In the last subsection, the whole process for the proposed method is summarized as a flowchart (see Fig. 1).

Fig. 1
figure 1

The flowchart of the proposed method. X i  (i = 1, 2, …, K) represents the fMRI data of subject i. M i  (i = 1, 2, …, K) and S i  (i = 1, 2, …, K) represent the temporal and spatial components of subject i, respectively, which are obtained using ICA. m represents the temporal reference rt i . \( \widehat{\boldsymbol{M}} \) and \( \widehat{\boldsymbol{S}} \) represent the group temporal and spatial components, respectively, which are obtained using the improved CICA method

2.4 Experimental data

In this subsection, the simulated and real fMRI data were used to evaluate the performance of the improved CICA method at the group level for fMRI data analysis.

2.4.1 Simulated data

The simulated fMRI data were obtained using the code downloaded from http://mlsp.umbc.edu/simulated_fmri_data.html [38], where a set of spatial sources with different simulated hemodynamic time courses were designed to generate the data through linear superposition. Specifically, the data for each simulated subject were produced by mixing the eight original sources with their corresponding time courses, and a total of 100 sample images were included in the data, where each source image had 60 × 60 pixels with 100 time points (see Fig. 2). The eight original sources were designed such that source 1 was task related, source 2 and source 6 were transiently task related, source 5 was function related, and source 3–source 4 and source 7–source 8 were artifact related. In particular, the task-related source 1 had a time course similar to the block-like shape that is often used to imitate an experimental paradigm.

Fig. 2
figure 2

The simulated original sources and their corresponding time courses, which are all normalized to have a mean of zero and a unit variance.
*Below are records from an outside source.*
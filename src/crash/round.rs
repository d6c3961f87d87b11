//! Pure crash-round state machine.
//!
//! All transitions take an explicit `Instant` so the engine task drives it
//! with real time and tests drive it with simulated offsets. The crash
//! point is fixed at construction from the round's secret and never
//! recomputed; the live curve exists only as a signal to players.

use crate::bank::Bank;
use crate::commitment::Commitment;
use crate::errors::{CashoutReceipt, GameError, GameResult};
use crate::history::HistoryRecord;
use crate::multiplier::Multiplier;
use serde::{Deserialize, Serialize};
use std::collections::HashMap;
use std::time::{Duration, Instant};

/// Round lifecycle.
#[derive(Debug, Clone, Copy, PartialEq, Eq, Serialize)]
#[serde(rename_all = "lowercase")]
pub enum RoundStatus {
    Betting,
    Running,
    Crashed,
}

/// One client's stake in a round. Mutated at most once, on cashout.
#[derive(Debug, Clone)]
pub struct BetRecord {
    pub amount: u64,
    pub cashed_out: bool,
    pub payout: u64,
}

/// Timing and stake parameters for a round.
#[derive(Debug, Clone)]
pub struct RoundParams {
    pub betting_window: Duration,
    pub growth_base: f64,
    pub min_bet: u64,
}

/// Result of advancing the curve one tick.
#[derive(Debug, Clone, PartialEq)]
pub enum TickOutcome {
    /// Curve advanced; broadcast the current multiplier.
    Tick(Multiplier),
    /// The curve met the crash point; the round is frozen.
    Crashed(Multiplier),
}

/// A single crash round, owned exclusively by the engine task.
#[derive(Debug)]
pub struct Round {
    pub id: String,
    pub commitment: Commitment,
    pub crash_point: Multiplier,
    pub bets: HashMap<String, BetRecord>,
    pub status: RoundStatus,
    pub betting_ends_at: Instant,
    started_at: Option<Instant>,
    params: RoundParams,
}

impl Round {
    pub fn new(commitment: Commitment, crash_point: Multiplier, params: RoundParams, now: Instant) -> Self {
        Self {
            id: uuid::Uuid::new_v4().to_string(),
            commitment,
            crash_point,
            bets: HashMap::new(),
            status: RoundStatus::Betting,
            betting_ends_at: now + params.betting_window,
            started_at: None,
            params,
        }
    }

    /// Accept a stake while the betting window is open. One bet per client
    /// per round; a second attempt is rejected, never overwritten.
    pub fn place_bet(&mut self, client_id: &str, amount: u64, now: Instant) -> GameResult<()> {
        if self.status != RoundStatus::Betting || now >= self.betting_ends_at {
            return Err(GameError::phase("betting_closed"));
        }
        if amount < self.params.min_bet.max(1) {
            return Err(GameError::Validation(format!(
                "minimum bet is {}",
                self.params.min_bet.max(1)
            )));
        }
        if self.bets.contains_key(client_id) {
            return Err(GameError::Validation("bet already placed this round".into()));
        }

        self.bets.insert(
            client_id.to_string(),
            BetRecord {
                amount,
                cashed_out: false,
                payout: 0,
            },
        );
        Ok(())
    }

    /// Whether the betting window has elapsed.
    pub fn betting_over(&self, now: Instant) -> bool {
        self.status == RoundStatus::Betting && now >= self.betting_ends_at
    }

    pub fn begin_running(&mut self, now: Instant) {
        debug_assert_eq!(self.status, RoundStatus::Betting);
        self.status = RoundStatus::Running;
        self.started_at = Some(now);
    }

    /// The authoritative multiplier at `now`: `max(1, growth_base^t)`,
    /// floored to hundredths, capped at the crash point.
    pub fn multiplier_at(&self, now: Instant) -> Multiplier {
        match self.status {
            RoundStatus::Betting => Multiplier::ONE,
            RoundStatus::Crashed => self.crash_point,
            RoundStatus::Running => {
                let started = self.started_at.expect("running round has a start instant");
                let elapsed = now.saturating_duration_since(started).as_secs_f64();
                let raw = self.params.growth_base.powf(elapsed);
                let m = Multiplier::from_f64(raw.max(1.0)).floor_to_hundredths();
                m.min(self.crash_point)
            }
        }
    }

    /// Advance the curve. Must only be called while Running; the same call
    /// that detects the crossing freezes the round, so no cashout processed
    /// after it can still win this instant.
    pub fn tick(&mut self, now: Instant) -> TickOutcome {
        debug_assert_eq!(self.status, RoundStatus::Running);
        let m = self.multiplier_at(now);
        if m >= self.crash_point {
            self.status = RoundStatus::Crashed;
            TickOutcome::Crashed(self.crash_point)
        } else {
            TickOutcome::Tick(m)
        }
    }

    /// Cash a client out at the server-recomputed multiplier.
    ///
    /// The payout is clamped to the bank pool: a win larger than the pool
    /// drains it rather than failing. The bet record flips `cashed_out`
    /// exactly once.
    pub fn cashout(&mut self, client_id: &str, now: Instant, bank: &mut Bank) -> GameResult<CashoutReceipt> {
        match self.status {
            RoundStatus::Betting => return Err(GameError::phase("not_running")),
            RoundStatus::Crashed => return Err(GameError::phase("too_late")),
            RoundStatus::Running => {}
        }

        let m = self.multiplier_at(now);
        if m >= self.crash_point {
            // The curve has already met the crash point; the round just has
            // not ticked yet. The cashout lost the race.
            return Err(GameError::phase("too_late"));
        }

        let bet = self
            .bets
            .get_mut(client_id)
            .ok_or_else(|| GameError::NotFound(format!("no bet for client {}", client_id)))?;
        if bet.cashed_out {
            return Err(GameError::phase("already_cashed_out"));
        }

        let payout = bank.debit_pool(m.payout(bet.amount));
        bet.cashed_out = true;
        bet.payout = payout;

        Ok(CashoutReceipt {
            round_id: self.id.clone(),
            multiplier: m,
            payout,
        })
    }

    /// Sum of stakes still open (forfeited when the round crashes).
    pub fn open_stakes(&self) -> u64 {
        self.bets
            .values()
            .filter(|b| !b.cashed_out)
            .map(|b| b.amount)
            .sum()
    }

    /// Immutable copy for the history store.
    pub fn to_record(&self) -> CrashRecord {
        CrashRecord {
            id: self.id.clone(),
            crash_multiplier: self.crash_point,
            server_seed: self.commitment.secret.clone(),
            seed_hash: self.commitment.public_hash.clone(),
            ts: chrono::Utc::now().timestamp_millis(),
        }
    }
}

/// A finished round as served by the verification endpoint.
#[derive(Debug, Clone, Serialize, Deserialize)]
pub struct CrashRecord {
    pub id: String,
    pub crash_multiplier: Multiplier,
    pub server_seed: String,
    pub seed_hash: String,
    pub ts: i64,
}

impl HistoryRecord for CrashRecord {
    fn record_id(&self) -> &str {
        &self.id
    }
}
Specifically, source 1 represents task-related information, source 2 and source 6 represent transiently task-related information, source 5 represents function-related information, and the others four sources (source 3–source 4 and source 7–source 8) represent artifact-related information

In this experiment, 20 groups of simulated datasets were produced from the same original sources/TCs by adding specific variability to each subject, and each simulated dataset included five subjects. The spatial variation in the sources of each subject was portrayed by adding Gaussian noise with a different signal-to-noise ratio (SNR) to the source images, and the signal-to-noise ratios ranged from 0.3 to 0.4 and were randomly determined for different subjects. The temporal variation in time courses was simulated by applying time delay and amplitude modulation, which were also randomly determined with the time courses.

2.4.2 Real fMRI data

A real fMRI dataset from five subjects who completed a visual task was included in this study. All five subjects were notified about the aim of this study, and they signed a written consent letter. The block pattern of OFF-ON-OFF-ON-OFF-ON was used as the experimental paradigm, and each block lasted 20 s. In the “ON” state, the visual stimulus corresponded to a radial blue/yellow checkerboard that reversed at 7 Hz. In the “OFF” state, the participants were required to focus on a cross at the center of the screen. The BOLD fMRI data from two subjects were acquired using single-shot SENSE gradient echo EPI with 37 slices, providing whole-brain coverage and 70 volumes, a TR of 2.0 s, and a scan resolution of 64 × 64. The in-plane resolution was 4 mm × 4 mm, and the slice thickness was 4 mm. The other three subjects were acquired using single-shot SENSE gradient echo EPI with 40 slices, providing whole-brain coverage and 70 volumes, a TR of 2.0 s, and a scan resolution of 80 × 80. The in-plane resolution was 3 mm × 3 mm, and the slice thickness was 3 mm.

2.5 Data processing

All of the calculations in this study were implemented on a workstation whose operation system platform was Windows 7 Unlimited Service Pack 1, with an Intel(R) Xeon(R) E5-1620 3.60 GHz processor and 40 GB RAM. The preprocessing and calculation steps from FastICA and the improved CICA methods were run using Matlab (Matlab, 2012b, MathWorks Inc., Sherborn, MA, USA) [39].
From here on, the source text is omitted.